Dataset entries:
........

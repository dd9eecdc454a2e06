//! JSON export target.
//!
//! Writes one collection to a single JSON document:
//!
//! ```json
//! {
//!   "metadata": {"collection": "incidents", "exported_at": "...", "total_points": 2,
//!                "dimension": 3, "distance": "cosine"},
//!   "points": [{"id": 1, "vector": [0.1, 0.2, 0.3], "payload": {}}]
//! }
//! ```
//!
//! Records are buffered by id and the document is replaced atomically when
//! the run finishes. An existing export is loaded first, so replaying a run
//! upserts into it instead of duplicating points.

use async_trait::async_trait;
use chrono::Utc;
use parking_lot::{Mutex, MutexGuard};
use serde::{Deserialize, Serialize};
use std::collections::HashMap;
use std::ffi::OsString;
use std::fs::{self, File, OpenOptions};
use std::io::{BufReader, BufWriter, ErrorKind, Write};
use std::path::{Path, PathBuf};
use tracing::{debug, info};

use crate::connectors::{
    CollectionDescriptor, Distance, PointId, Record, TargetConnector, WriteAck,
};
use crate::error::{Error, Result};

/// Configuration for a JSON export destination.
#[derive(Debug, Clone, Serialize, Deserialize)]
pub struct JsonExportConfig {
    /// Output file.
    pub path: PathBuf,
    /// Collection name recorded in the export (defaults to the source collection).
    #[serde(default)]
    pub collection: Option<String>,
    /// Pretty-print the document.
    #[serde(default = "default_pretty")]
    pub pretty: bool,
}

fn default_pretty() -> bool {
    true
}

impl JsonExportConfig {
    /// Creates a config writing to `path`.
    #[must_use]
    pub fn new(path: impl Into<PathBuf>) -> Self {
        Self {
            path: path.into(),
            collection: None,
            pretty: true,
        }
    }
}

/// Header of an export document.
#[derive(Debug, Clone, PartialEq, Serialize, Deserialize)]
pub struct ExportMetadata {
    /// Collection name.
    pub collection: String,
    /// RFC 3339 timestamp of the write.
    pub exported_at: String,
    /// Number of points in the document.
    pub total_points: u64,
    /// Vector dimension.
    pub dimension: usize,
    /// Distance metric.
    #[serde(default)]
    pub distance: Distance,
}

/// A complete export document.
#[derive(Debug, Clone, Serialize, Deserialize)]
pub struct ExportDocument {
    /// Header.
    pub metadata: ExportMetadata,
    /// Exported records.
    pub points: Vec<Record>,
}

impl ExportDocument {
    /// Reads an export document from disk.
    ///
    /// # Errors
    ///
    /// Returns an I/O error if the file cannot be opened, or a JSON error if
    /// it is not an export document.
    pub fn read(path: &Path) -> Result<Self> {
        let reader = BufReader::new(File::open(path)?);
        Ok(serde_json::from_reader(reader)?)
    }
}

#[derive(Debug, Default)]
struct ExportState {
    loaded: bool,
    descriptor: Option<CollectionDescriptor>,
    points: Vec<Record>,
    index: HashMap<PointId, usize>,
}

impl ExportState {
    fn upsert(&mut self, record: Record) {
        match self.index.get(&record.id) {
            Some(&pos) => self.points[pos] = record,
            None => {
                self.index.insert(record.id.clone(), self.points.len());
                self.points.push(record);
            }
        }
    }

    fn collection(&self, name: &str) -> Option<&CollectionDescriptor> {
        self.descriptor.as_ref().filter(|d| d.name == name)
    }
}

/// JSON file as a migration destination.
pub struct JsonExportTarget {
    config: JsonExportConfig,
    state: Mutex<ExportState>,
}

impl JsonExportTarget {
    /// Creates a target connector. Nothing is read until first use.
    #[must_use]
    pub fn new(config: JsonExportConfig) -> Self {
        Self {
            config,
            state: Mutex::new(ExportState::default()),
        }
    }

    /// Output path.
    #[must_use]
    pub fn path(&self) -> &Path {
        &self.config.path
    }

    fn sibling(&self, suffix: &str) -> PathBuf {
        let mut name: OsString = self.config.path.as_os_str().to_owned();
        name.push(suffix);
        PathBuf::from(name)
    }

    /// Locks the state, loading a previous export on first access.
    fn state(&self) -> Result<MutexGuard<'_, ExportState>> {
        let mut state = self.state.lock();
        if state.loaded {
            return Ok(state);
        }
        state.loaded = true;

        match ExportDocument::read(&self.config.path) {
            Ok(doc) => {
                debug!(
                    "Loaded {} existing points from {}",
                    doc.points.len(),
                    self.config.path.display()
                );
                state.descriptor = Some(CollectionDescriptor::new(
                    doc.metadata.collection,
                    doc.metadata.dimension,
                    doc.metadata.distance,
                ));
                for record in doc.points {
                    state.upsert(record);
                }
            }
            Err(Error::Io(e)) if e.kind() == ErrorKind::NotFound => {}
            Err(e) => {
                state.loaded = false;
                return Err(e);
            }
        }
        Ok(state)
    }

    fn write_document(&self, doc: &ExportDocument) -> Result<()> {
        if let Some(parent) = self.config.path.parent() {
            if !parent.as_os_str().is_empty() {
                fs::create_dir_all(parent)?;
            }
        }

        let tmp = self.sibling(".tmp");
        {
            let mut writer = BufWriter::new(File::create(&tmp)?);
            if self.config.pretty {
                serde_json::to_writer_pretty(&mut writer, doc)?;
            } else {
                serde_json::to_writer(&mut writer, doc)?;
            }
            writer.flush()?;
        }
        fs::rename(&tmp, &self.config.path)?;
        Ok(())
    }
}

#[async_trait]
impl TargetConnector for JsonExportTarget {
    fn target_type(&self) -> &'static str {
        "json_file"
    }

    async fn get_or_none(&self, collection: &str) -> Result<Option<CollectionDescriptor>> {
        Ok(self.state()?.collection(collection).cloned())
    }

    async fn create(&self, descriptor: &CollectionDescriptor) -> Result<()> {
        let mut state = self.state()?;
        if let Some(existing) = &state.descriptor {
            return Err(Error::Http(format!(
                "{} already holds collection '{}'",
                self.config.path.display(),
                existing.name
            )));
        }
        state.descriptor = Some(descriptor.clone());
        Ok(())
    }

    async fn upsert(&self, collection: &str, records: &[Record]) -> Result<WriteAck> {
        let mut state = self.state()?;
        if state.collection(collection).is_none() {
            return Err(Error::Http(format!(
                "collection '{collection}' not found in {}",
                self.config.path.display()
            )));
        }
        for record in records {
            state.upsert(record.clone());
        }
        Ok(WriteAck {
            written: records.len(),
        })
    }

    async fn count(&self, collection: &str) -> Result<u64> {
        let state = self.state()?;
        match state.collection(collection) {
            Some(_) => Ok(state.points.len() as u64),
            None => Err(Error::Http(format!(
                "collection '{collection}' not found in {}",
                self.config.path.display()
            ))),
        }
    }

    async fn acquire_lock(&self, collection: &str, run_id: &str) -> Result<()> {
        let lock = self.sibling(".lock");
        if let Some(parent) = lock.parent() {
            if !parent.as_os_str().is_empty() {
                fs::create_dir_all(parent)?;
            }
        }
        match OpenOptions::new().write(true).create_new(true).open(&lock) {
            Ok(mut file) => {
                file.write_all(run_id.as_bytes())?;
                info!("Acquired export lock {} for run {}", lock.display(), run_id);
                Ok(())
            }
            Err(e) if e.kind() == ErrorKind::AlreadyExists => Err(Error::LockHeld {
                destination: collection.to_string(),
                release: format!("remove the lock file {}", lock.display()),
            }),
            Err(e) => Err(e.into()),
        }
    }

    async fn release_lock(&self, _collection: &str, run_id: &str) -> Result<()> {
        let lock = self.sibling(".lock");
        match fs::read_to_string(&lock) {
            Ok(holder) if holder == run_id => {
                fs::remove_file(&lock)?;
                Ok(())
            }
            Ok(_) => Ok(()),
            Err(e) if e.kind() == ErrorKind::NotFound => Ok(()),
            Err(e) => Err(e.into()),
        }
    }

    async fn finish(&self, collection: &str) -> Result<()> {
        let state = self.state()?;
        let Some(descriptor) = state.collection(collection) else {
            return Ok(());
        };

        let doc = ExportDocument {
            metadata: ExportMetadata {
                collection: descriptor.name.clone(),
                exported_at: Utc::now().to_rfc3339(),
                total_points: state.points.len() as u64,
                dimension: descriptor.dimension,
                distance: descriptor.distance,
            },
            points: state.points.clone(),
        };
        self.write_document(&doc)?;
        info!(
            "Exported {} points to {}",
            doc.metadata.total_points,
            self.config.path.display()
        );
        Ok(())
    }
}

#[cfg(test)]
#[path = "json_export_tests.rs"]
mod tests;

........

(What the task asks): Go through the records and show every line with the string "else" in it.

(Task answer):
            } else {
        let Some(descriptor) = state.collection(collection) else {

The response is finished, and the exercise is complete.